__TO DO__
Copy the records. Keep every line exactly as it is.

__INPUT DATA__
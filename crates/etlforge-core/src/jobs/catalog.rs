//! The static job catalog
//!
//! Built once at startup from the embedding application's job list and
//! never mutated afterwards. Validation happens once, here, rather than
//! being re-checked on every scheduler tick.

use std::collections::{HashMap, HashSet};
use std::fmt;
use std::sync::Arc;

use serde_json::Value;

use super::runner::ChildLogger;
use super::schedule::ScheduleSpec;
use crate::error::{CatalogError, JobFailure};

/// Result type returned by a job's run-function.
pub type RunResult = std::result::Result<(), JobFailure>;

/// A job's run-function: takes the job's opaque config and a logger,
/// and either completes normally (`Ok(())`) or reports a failure.
pub type RunFn = Arc<dyn Fn(Value, &ChildLogger) -> RunResult + Send + Sync>;

/// An immutable catalog entry.
#[derive(Clone)]
pub struct Job {
    pub name: String,
    pub timeout_seconds: u64,
    pub retries: u32,
    pub dependencies: HashSet<String>,
    pub schedule: Vec<ScheduleSpec>,
    pub config: Value,
    pub run: RunFn,
}

impl fmt::Debug for Job {
    fn fmt(&self, f: &mut fmt::Formatter<'_>) -> fmt::Result {
        f.debug_struct("Job")
            .field("name", &self.name)
            .field("timeout_seconds", &self.timeout_seconds)
            .field("retries", &self.retries)
            .field("dependencies", &self.dependencies)
            .field("schedule", &self.schedule)
            .field("config", &self.config)
            .finish_non_exhaustive()
    }
}

impl Job {
    pub fn builder(name: impl Into<String>, run: RunFn) -> JobBuilder {
        JobBuilder::new(name, run)
    }
}

/// Ergonomic construction of a [`Job`], mirroring the way the rest of
/// the stack builds its immutable config structs.
pub struct JobBuilder {
    name: String,
    timeout_seconds: u64,
    retries: u32,
    dependencies: HashSet<String>,
    schedule: Vec<ScheduleSpec>,
    config: Value,
    run: RunFn,
}

impl JobBuilder {
    pub fn new(name: impl Into<String>, run: RunFn) -> Self {
        Self {
            name: name.into(),
            timeout_seconds: 60,
            retries: 0,
            dependencies: HashSet::new(),
            schedule: Vec::new(),
            config: Value::Null,
            run,
        }
    }

    pub fn timeout_seconds(mut self, seconds: u64) -> Self {
        self.timeout_seconds = seconds;
        self
    }

    pub fn retries(mut self, retries: u32) -> Self {
        self.retries = retries;
        self
    }

    pub fn depends_on(mut self, job_name: impl Into<String>) -> Self {
        self.dependencies.insert(job_name.into());
        self
    }

    pub fn schedule(mut self, spec: ScheduleSpec) -> Self {
        self.schedule.push(spec);
        self
    }

    pub fn config(mut self, config: Value) -> Self {
        self.config = config;
        self
    }

    pub fn build(self) -> Job {
        Job {
            name: self.name,
            timeout_seconds: self.timeout_seconds,
            retries: self.retries,
            dependencies: self.dependencies,
            schedule: self.schedule,
            config: self.config,
            run: self.run,
        }
    }
}

/// The validated, immutable set of jobs the orchestrator will schedule.
pub struct JobCatalog {
    jobs: HashMap<String, Job>,
    resources: HashMap<String, super::resource::Resource>,
}

impl JobCatalog {
    /// Validate uniqueness of names and resolvability of dependency
    /// references, then freeze the catalog. No shared resources are
    /// registered; see [`JobCatalog::build_with_resources`].
    pub fn build(jobs: Vec<Job>) -> std::result::Result<Self, CatalogError> {
        Self::build_with_resources(jobs, Vec::new())
    }

    /// Validate uniqueness of job names, uniqueness of resource keys,
    /// and resolvability of dependency references, then freeze the
    /// catalog alongside the registered resources.
    pub fn build_with_resources(
        jobs: Vec<Job>,
        resources: Vec<super::resource::Resource>,
    ) -> std::result::Result<Self, CatalogError> {
        let mut seen = HashSet::new();
        let mut duplicates = Vec::new();
        for job in &jobs {
            if !seen.insert(job.name.clone()) {
                duplicates.push(job.name.clone());
            }
        }
        if !duplicates.is_empty() {
            return Err(CatalogError::DuplicateJobNames(duplicates));
        }

        let duplicate_resource_keys = super::resource::duplicate_keys(&resources);
        if !duplicate_resource_keys.is_empty() {
            return Err(CatalogError::DuplicateResourceKey(duplicate_resource_keys));
        }

        let names: HashSet<&str> = jobs.iter().map(|j| j.name.as_str()).collect();
        for job in &jobs {
            for dep in &job.dependencies {
                if !names.contains(dep.as_str()) {
                    return Err(CatalogError::UnknownDependency {
                        job_name: job.name.clone(),
                        dependency: dep.clone(),
                    });
                }
            }
        }

        let jobs = jobs.into_iter().map(|j| (j.name.clone(), j)).collect();
        let resources = resources.into_iter().map(|r| (r.key.clone(), r)).collect();
        Ok(Self { jobs, resources })
    }

    pub fn get(&self, name: &str) -> Option<&Job> {
        self.jobs.get(name)
    }

    pub fn resource(&self, key: &str) -> Option<&super::resource::Resource> {
        self.resources.get(key)
    }

    pub fn names(&self) -> impl Iterator<Item = &str> {
        self.jobs.keys().map(String::as_str)
    }

    pub fn iter(&self) -> impl Iterator<Item = &Job> {
        self.jobs.values()
    }

    pub fn len(&self) -> usize {
        self.jobs.len()
    }

    pub fn is_empty(&self) -> bool {
        self.jobs.is_empty()
    }
}

#[cfg(test)]
mod tests {
    use super::*;

    fn noop_run() -> RunFn {
        Arc::new(|_config, _logger| Ok(()))
    }

    #[test]
    fn duplicate_names_are_rejected() {
        let jobs = vec![
            Job::builder("sync", noop_run()).build(),
            Job::builder("sync", noop_run()).build(),
        ];
        let err = JobCatalog::build(jobs).unwrap_err();
        assert!(matches!(err, CatalogError::DuplicateJobNames(_)));
    }

    #[test]
    fn unknown_dependency_is_rejected() {
        let jobs = vec![Job::builder("report", noop_run()).depends_on("extract").build()];
        let err = JobCatalog::build(jobs).unwrap_err();
        assert!(matches!(err, CatalogError::UnknownDependency { .. }));
    }

    #[test]
    fn duplicate_resource_keys_are_rejected() {
        let jobs = vec![Job::builder("extract", noop_run()).build()];
        let resources = vec![
            super::super::resource::Resource::new("db"),
            super::super::resource::Resource::new("db"),
        ];
        let err = JobCatalog::build_with_resources(jobs, resources).unwrap_err();
        assert!(matches!(err, CatalogError::DuplicateResourceKey(_)));
    }

    #[test]
    fn unique_resources_are_registered_and_queryable() {
        let jobs = vec![Job::builder("extract", noop_run()).build()];
        let resources = vec![super::super::resource::Resource::new("db")];
        let catalog = JobCatalog::build_with_resources(jobs, resources).unwrap();
        assert!(catalog.resource("db").is_some());
        assert!(catalog.resource("missing").is_none());
    }

    #[test]
    fn valid_catalog_is_accepted_and_queryable() {
        let jobs = vec![
            Job::builder("extract", noop_run()).build(),
            Job::builder("report", noop_run()).depends_on("extract").build(),
        ];
        let catalog = JobCatalog::build(jobs).unwrap();
        assert_eq!(catalog.len(), 2);
        assert!(catalog.get("report").is_some());
        assert!(catalog.get("missing").is_none());
    }
}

__EXERCISE RESPONSE__
filename crates/etlforge-core/src/jobs/catalog.rs
//! The static job catalog
//!
//! Built once at startup from the embedding application's job list and
//! never mutated afterwards. Validation happens once, here, rather than
//! being re-checked on every scheduler tick.

use std::collections::{HashMap, HashSet};
use std::fmt;
use std::sync::Arc;

use serde_json::Value;

use super::runner::ChildLogger;
use super::schedule::ScheduleSpec;
use crate::error::{CatalogError, JobFailure};

/// Result type returned by a job's run-function.
pub type RunResult = std::result::Result<(), JobFailure>;

/// A job's run-function: takes the job's opaque config and a logger,
/// and either completes normally (`Ok(())`) or reports a failure.
pub type RunFn = Arc<dyn Fn(Value, &ChildLogger) -> RunResult + Send + Sync>;

/// An immutable catalog entry.
#[derive(Clone)]
pub struct Job {
    pub name: String,
    pub timeout_seconds: u64,
    pub retries: u32,
    pub dependencies: HashSet<String>,
    pub schedule: Vec<ScheduleSpec>,
    pub config: Value,
    pub run: RunFn,
}

impl fmt::Debug for Job {
    fn fmt(&self, f: &mut fmt::Formatter<'_>) -> fmt::Result {
        f.debug_struct("Job")
            .field("name", &self.name)
            .field("timeout_seconds", &self.timeout_seconds)
            .field("retries", &self.retries)
            .field("dependencies", &self.dependencies)
            .field("schedule", &self.schedule)
            .field("config", &self.config)
            .finish_non_exhaustive()
    }
}

impl Job {
    pub fn builder(name: impl Into<String>, run: RunFn) -> JobBuilder {
        JobBuilder::new(name, run)
    }
}

/// Ergonomic construction of a [`Job`], mirroring the way the rest of
/// the stack builds its immutable config structs.
pub struct JobBuilder {
    name: String,
    timeout_seconds: u64,
    retries: u32,
    dependencies: HashSet<String>,
    schedule: Vec<ScheduleSpec>,
    config: Value,
    run: RunFn,
}

impl JobBuilder {
    pub fn new(name: impl Into<String>, run: RunFn) -> Self {
        Self {
            name: name.into(),
            timeout_seconds: 60,
            retries: 0,
            dependencies: HashSet::new(),
            schedule: Vec::new(),
            config: Value::Null,
            run,
        }
    }

    pub fn timeout_seconds(mut self, seconds: u64) -> Self {
        self.timeout_seconds = seconds;
        self
    }

    pub fn retries(mut self, retries: u32) -> Self {
        self.retries = retries;
        self
    }

    pub fn depends_on(mut self, job_name: impl Into<String>) -> Self {
        self.dependencies.insert(job_name.into());
        self
    }

    pub fn schedule(mut self, spec: ScheduleSpec) -> Self {
        self.schedule.push(spec);
        self
    }

    pub fn config(mut self, config: Value) -> Self {
        self.config = config;
        self
    }

    pub fn build(self) -> Job {
        Job {
            name: self.name,
            timeout_seconds: self.timeout_seconds,
            retries: self.retries,
            dependencies: self.dependencies,
            schedule: self.schedule,
            config: self.config,
            run: self.run,
        }
    }
}

/// The validated, immutable set of jobs the orchestrator will schedule.
pub struct JobCatalog {
    jobs: HashMap<String, Job>,
    resources: HashMap<String, super::resource::Resource>,
}

impl JobCatalog {
    /// Validate uniqueness of names and resolvability of dependency
    /// references, then freeze the catalog. No shared resources are
    /// registered; see [`JobCatalog::build_with_resources`].
    pub fn build(jobs: Vec<Job>) -> std::result::Result<Self, CatalogError> {
        Self::build_with_resources(jobs, Vec::new())
    }

    /// Validate uniqueness of job names, uniqueness of resource keys,
    /// and resolvability of dependency references, then freeze the
    /// catalog alongside the registered resources.
    pub fn build_with_resources(
        jobs: Vec<Job>,
        resources: Vec<super::resource::Resource>,
    ) -> std::result::Result<Self, CatalogError> {
        let mut seen = HashSet::new();
        let mut duplicates = Vec::new();
        for job in &jobs {
            if !seen.insert(job.name.clone()) {
                duplicates.push(job.name.clone());
            }
        }
        if !duplicates.is_empty() {
            return Err(CatalogError::DuplicateJobNames(duplicates));
        }

        let duplicate_resource_keys = super::resource::duplicate_keys(&resources);
        if !duplicate_resource_keys.is_empty() {
            return Err(CatalogError::DuplicateResourceKey(duplicate_resource_keys));
        }

        let names: HashSet<&str> = jobs.iter().map(|j| j.name.as_str()).collect();
        for job in &jobs {
            for dep in &job.dependencies {
                if !names.contains(dep.as_str()) {
                    return Err(CatalogError::UnknownDependency {
                        job_name: job.name.clone(),
                        dependency: dep.clone(),
                    });
                }
            }
        }

        let jobs = jobs.into_iter().map(|j| (j.name.clone(), j)).collect();
        let resources = resources.into_iter().map(|r| (r.key.clone(), r)).collect();
        Ok(Self { jobs, resources })
    }

    pub fn get(&self, name: &str) -> Option<&Job> {
        self.jobs.get(name)
    }

    pub fn resource(&self, key: &str) -> Option<&super::resource::Resource> {
        self.resources.get(key)
    }

    pub fn names(&self) -> impl Iterator<Item = &str> {
        self.jobs.keys().map(String::as_str)
    }

    pub fn iter(&self) -> impl Iterator<Item = &Job> {
        self.jobs.values()
    }

    pub fn len(&self) -> usize {
        self.jobs.len()
    }

    pub fn is_empty(&self) -> bool {
        self.jobs.is_empty()
    }
}

#[cfg(test)]
mod tests {
    use super::*;

    fn noop_run() -> RunFn {
        Arc::new(|_config, _logger| Ok(()))
    }

    #[test]
    fn duplicate_names_are_rejected() {
        let jobs = vec![
            Job::builder("sync", noop_run()).build(),
            Job::builder("sync", noop_run()).build(),
        ];
        let err = JobCatalog::build(jobs).unwrap_err();
        assert!(matches!(err, CatalogError::DuplicateJobNames(_)));
    }

    #[test]
    fn unknown_dependency_is_rejected() {
        let jobs = vec![Job::builder("report", noop_run()).depends_on("extract").build()];
        let err = JobCatalog::build(jobs).unwrap_err();
        assert!(matches!(err, CatalogError::UnknownDependency { .. }));
    }

    #[test]
    fn duplicate_resource_keys_are_rejected() {
        let jobs = vec![Job::builder("extract", noop_run()).build()];
        let resources = vec![
            super::super::resource::Resource::new("db"),
            super::super::resource::Resource::new("db"),
        ];
        let err = JobCatalog::build_with_resources(jobs, resources).unwrap_err();
        assert!(matches!(err, CatalogError::DuplicateResourceKey(_)));
    }

    #[test]
    fn unique_resources_are_registered_and_queryable() {
        let jobs = vec![Job::builder("extract", noop_run()).build()];
        let resources = vec![super::super::resource::Resource::new("db")];
        let catalog = JobCatalog::build_with_resources(jobs, resources).unwrap();
        assert!(catalog.resource("db").is_some());
        assert!(catalog.resource("missing").is_none());
    }

    #[test]
    fn valid_catalog_is_accepted_and_queryable() {
        let jobs = vec![
            Job::builder("extract", noop_run()).build(),
            Job::builder("report", noop_run()).depends_on("extract").build(),
        ];
        let catalog = JobCatalog::build(jobs).unwrap();
        assert_eq!(catalog.len(), 2);
        assert!(catalog.get("report").is_some());
        assert!(catalog.get("missing").is_none());
    }
}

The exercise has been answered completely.